If you’re going to hire a guide then fish on your own after, make sure that you are very upfront about this with the guide when booking. If you plan on bringing a 16 foot Carolina Skiff spend time on Google Earth figuring out areas to fish with protected runs. It can certainly be done. I ran a J16 for 18 years and caught a hell of a lot of redfish out of it, including a lot of bulls.


----------



## Capt.Ron (Mar 5, 2014)

Redchasers old J16 has seen more redfish than gill nets have


----------



## ifsteve (Jul 1, 2010)

One day with guide and 2-3 on your own is BARE minimum especially for a first trip. 
1. You are looking at a max of 4 days of fishing. Plus 2 days minimum towing a skiff back and forth. I'd look at a full week. Leave on Saturday and return home after fishing the following Saturday. That will give you a solid 6 days of fishing.
2. Its winter and a big misconception that LA doesn't have much winter. Today the temperature is 35 and gale winds. Not fishable. This isn't FL, we get plenty of cold fronts that are not days you want to be on the water. The good news is that they are usually short in duration. But most guides will tell you that in the winter you can figure on 50% days getting cancelled for weather. So even if you come for a full week there is a chance you'll only get 3 days on the water. And yes you could hit a jackpot and get out every day. But if you plan on only 3 days of fishing you may get zero days on the water.
3. Absolutely tell any guide upfront that you are going to be fishing on your own for several days after your guided trip. Some will be glad to take you and others will politely decline.
4. Look at the total picture before deciding to tow a boat there. While it will certainly be a bit less money than fishing with a guide everyday the difference, especially when you consider time and effort, is less than you might think. Plus you don't know the marsh. This will be negative tide time. All you need to do is get stuck once and the fun will stop in a minute.

Good luck!


----------



## NealXB2003 (Jun 8, 2020)

Some guides will pilot your boat for the day, allowing you to mark spots and chart safe routes on your electronics.


----------



## Fishshoot (Oct 26, 2017)

I'd look at Hopedale with a carolina skiff. Sure locals go out in them out of venice and duck hunters use scarier boats, but crossing the big muddy can be no joke. It may be calm when you go out in the morning and a different story when you come back in. Pay close attention to the weather and invest time in google maps and consider buying a chip.


----------



## DBStoots (Jul 9, 2011)

Call Captain Ryan Lambert at Cajun Fishing Adventures in Buras, LA. The lodge is top notch--excellent food and really nice accommodations.


----------



## jlindsley (Nov 24, 2015)

I did Louisiana as a DIY trip a few years ago. Up to you but in my opinion a guide is not necessary. Trailered the boat 10 hours and got a vrbo on the water near port sulphur. I think the split was something like $425 between the 3 of us for the vrbo, food , beer.
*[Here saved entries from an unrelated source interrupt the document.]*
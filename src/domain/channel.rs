// src/domain/channel.rs

//! Broker channel domain abstractions.
//!
//! A [`BrokerChannel`] is one logical duplex path over a broker connection.
//! Channels are opened and owned by a [`Controller`]; writers and
//! subscriptions borrow exactly one channel at a time and never share it
//! with another instance.
//!
//! Concrete implementations live under `src/transport/`.

use std::fmt;
use std::sync::Arc;
use std::time::{Duration, SystemTime};

use bytes::Bytes;
use tokio::sync::mpsc;

use super::message::Headers;
use crate::Result;

/// Kind of exchange to declare.
#[derive(Debug, Clone, Copy, PartialEq, Eq, Hash)]
pub enum ExchangeKind {
    /// Every bound queue receives a copy of every message.
    Fanout,
    /// Messages are routed to queues whose binding key equals the routing key.
    Direct,
    /// Messages are routed by pattern-matching the routing key.
    Topic,
}

impl ExchangeKind {
    /// Wire name of the exchange kind.
    pub fn as_str(&self) -> &'static str {
        // ---
        match self {
            ExchangeKind::Fanout => "fanout",
            ExchangeKind::Direct => "direct",
            ExchangeKind::Topic => "topic",
        }
    }
}

impl fmt::Display for ExchangeKind {
    fn fmt(&self, f: &mut fmt::Formatter<'_>) -> fmt::Result {
        f.write_str(self.as_str())
    }
}

/// How a consumer attaches to a queue.
#[derive(Debug, Clone, Copy, PartialEq, Eq)]
pub struct ConsumeMode {
    /// Only this consumer may be attached to the queue.
    pub exclusive: bool,
    /// The broker treats deliveries as acknowledged on send.
    pub auto_ack: bool,
}

impl ConsumeMode {
    /// Non-exclusive consumer requiring explicit acknowledgement.
    pub const SHARED: ConsumeMode = ConsumeMode {
        exclusive: false,
        auto_ack: false,
    };

    /// Exclusive consumer requiring explicit acknowledgement.
    pub const EXCLUSIVE: ConsumeMode = ConsumeMode {
        exclusive: true,
        auto_ack: false,
    };
}

/// Message properties carried on the wire alongside the body.
#[derive(Debug, Clone, Default, PartialEq, Eq)]
pub struct MessageProperties {
    pub message_type: Option<String>,
    pub content_type: Option<String>,
    pub content_encoding: Option<String>,
    pub message_id: Option<String>,
    pub correlation_id: Option<String>,
    /// Identifier of the publishing application.
    pub app_id: Option<String>,
    pub timestamp: Option<SystemTime>,
    /// Ask the broker to persist the message to disk.
    pub persistent: bool,
    pub expiration: Option<Duration>,
    pub headers: Headers,
}

/// Wire envelope handed to [`BrokerChannel::publish`].
#[derive(Debug, Clone, PartialEq, Eq)]
pub struct OutboundMessage {
    pub properties: MessageProperties,
    pub body: Bytes,
}

/// A delivery exactly as the broker handed it to the channel.
#[derive(Debug, Clone, PartialEq, Eq)]
pub struct RawDelivery {
    /// Channel-scoped, monotonically increasing delivery tag.
    pub delivery_tag: u64,
    pub exchange: String,
    pub routing_key: String,
    pub redelivered: bool,
    pub properties: MessageProperties,
    pub body: Bytes,
}

/// Stream of raw deliveries for one consumer.
///
/// The stream ends (`recv()` yields `None`) when the consumer is cancelled,
/// the channel is closed, or the connection is lost.
///
/// The stream itself is unbounded. How many deliveries can be outstanding
/// is governed by the broker through
/// [`configure_buffer`](BrokerChannel::configure_buffer), never by the
/// stream's capacity.
pub type DeliveryStream = mpsc::UnboundedReceiver<RawDelivery>;

/// One channel over a broker connection.
///
/// Implementations must be safe to call from the single instance that owns
/// the channel; the owning writer or subscription never issues calls for
/// the same channel from two instances.
///
/// # Notes
///
/// This trait uses `async_trait`; the expanded documentation may show explicit
/// lifetimes and a boxed `Future`. Consumers should treat methods as normal
/// `async fn`s.
#[async_trait::async_trait]
pub trait BrokerChannel: Send + Sync {
    // ---
    /// Identifier of the channel, used for logging only.
    fn id(&self) -> u64;

    /// Limit the number of unacknowledged deliveries the broker pushes.
    async fn configure_buffer(&self, messages: u16) -> Result<()>;

    /// Put the channel into transactional mode.
    async fn configure_transactional(&self) -> Result<()>;

    /// Declare a durable exchange. Repeating the declare is harmless.
    async fn declare_exchange(&self, name: &str, kind: ExchangeKind) -> Result<()>;

    /// Declare a durable, named queue.
    async fn declare_queue(&self, name: &str) -> Result<()>;

    /// Declare a non-durable, auto-delete queue and return the name the
    /// broker assigned to it.
    async fn declare_transient_queue(&self) -> Result<String>;

    /// Bind `queue` to `exchange` with an empty binding key.
    async fn bind_exchange_to_queue(&self, queue: &str, exchange: &str) -> Result<()>;

    /// Start a consumer named `consumer` on `queue`.
    async fn consume(&self, queue: &str, consumer: &str, mode: ConsumeMode)
        -> Result<DeliveryStream>;

    /// Ask the broker to cancel the named consumer. The broker ends the
    /// consumer's delivery stream in response.
    async fn cancel_consumer(&self, consumer: &str) -> Result<()>;

    /// Acknowledge `delivery_tag`, or every outstanding tag up to and
    /// including it when `multiple` is set.
    async fn ack(&self, delivery_tag: u64, multiple: bool) -> Result<()>;

    /// Publish `message` addressed by `destination` and `partition`.
    ///
    /// See [`resolve_route`](crate::resolve_route) for the addressing rules.
    async fn publish(&self, destination: &str, partition: &str, message: OutboundMessage)
        -> Result<()>;

    async fn commit_transaction(&self) -> Result<()>;

    async fn rollback_transaction(&self) -> Result<()>;

    /// Close the channel. A closed channel is never reused.
    async fn close(&self) -> Result<()>;
}

/// Shared channel pointer.
///
/// Cloning only bumps a reference count; every clone refers to the same
/// broker channel.
pub type ChannelPtr = Arc<dyn BrokerChannel>;

/// Reports whether the instance asking for a channel still wants one.
///
/// The probe is invoked by the [`Controller`] while the requesting writer
/// holds its acquisition lock. Implementations must not try to take that
/// lock again.
pub trait ActiveProbe: Send + Sync {
    fn is_active(&self) -> bool;
}

impl<F> ActiveProbe for F
where
    F: Fn() -> bool + Send + Sync,
{
    fn is_active(&self) -> bool {
        self()
    }
}

/// Owner of the physical broker connections.
///
/// The controller decides when a new channel may be opened and encapsulates
/// any reconnect policy. `open_channel` may be called concurrently from
/// many writers and subscriptions.
#[async_trait::async_trait]
pub trait Controller: Send + Sync {
    // ---
    /// Open a fresh channel, or return `None` when the probe reports the
    /// caller inactive or no channel can be opened.
    async fn open_channel(&self, probe: &dyn ActiveProbe) -> Option<ChannelPtr>;
}

/// Shared controller pointer.
pub type ControllerPtr = Arc<dyn Controller>;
Louisiana is full of fish and we were on them the entire time. Dm me if you want some further details. I used a 16 ft skiff that would be somewhat comparable to your rig.


----------



## redchaser (Aug 24, 2015)

Capt.Ron said:


> Redchasers old J16 has seen more redfish than gill nets have


I’m going to sell him an SD card with all your spots for $4


----------



## Capt.Ron (Mar 5, 2014)

redchaser said:


> I’m going to sell him an SD card with all your spots for $4


why not....... you already gave them to Brett. LOL


----------



## Capt.Ron (Mar 5, 2014)

I'd defiantly fish hopedale


----------



## Smackdaddy53 (Dec 31, 2012)

redchaser said:


> I’m going to sell him an SD card with all your spots for $4


What a lefty thing to do.


----------



## ifsteve (Jul 1, 2010)

Capt.Ron said:


> I'd defiantly fish hopedale


Trying to keep guys out of your area much?? LOL


----------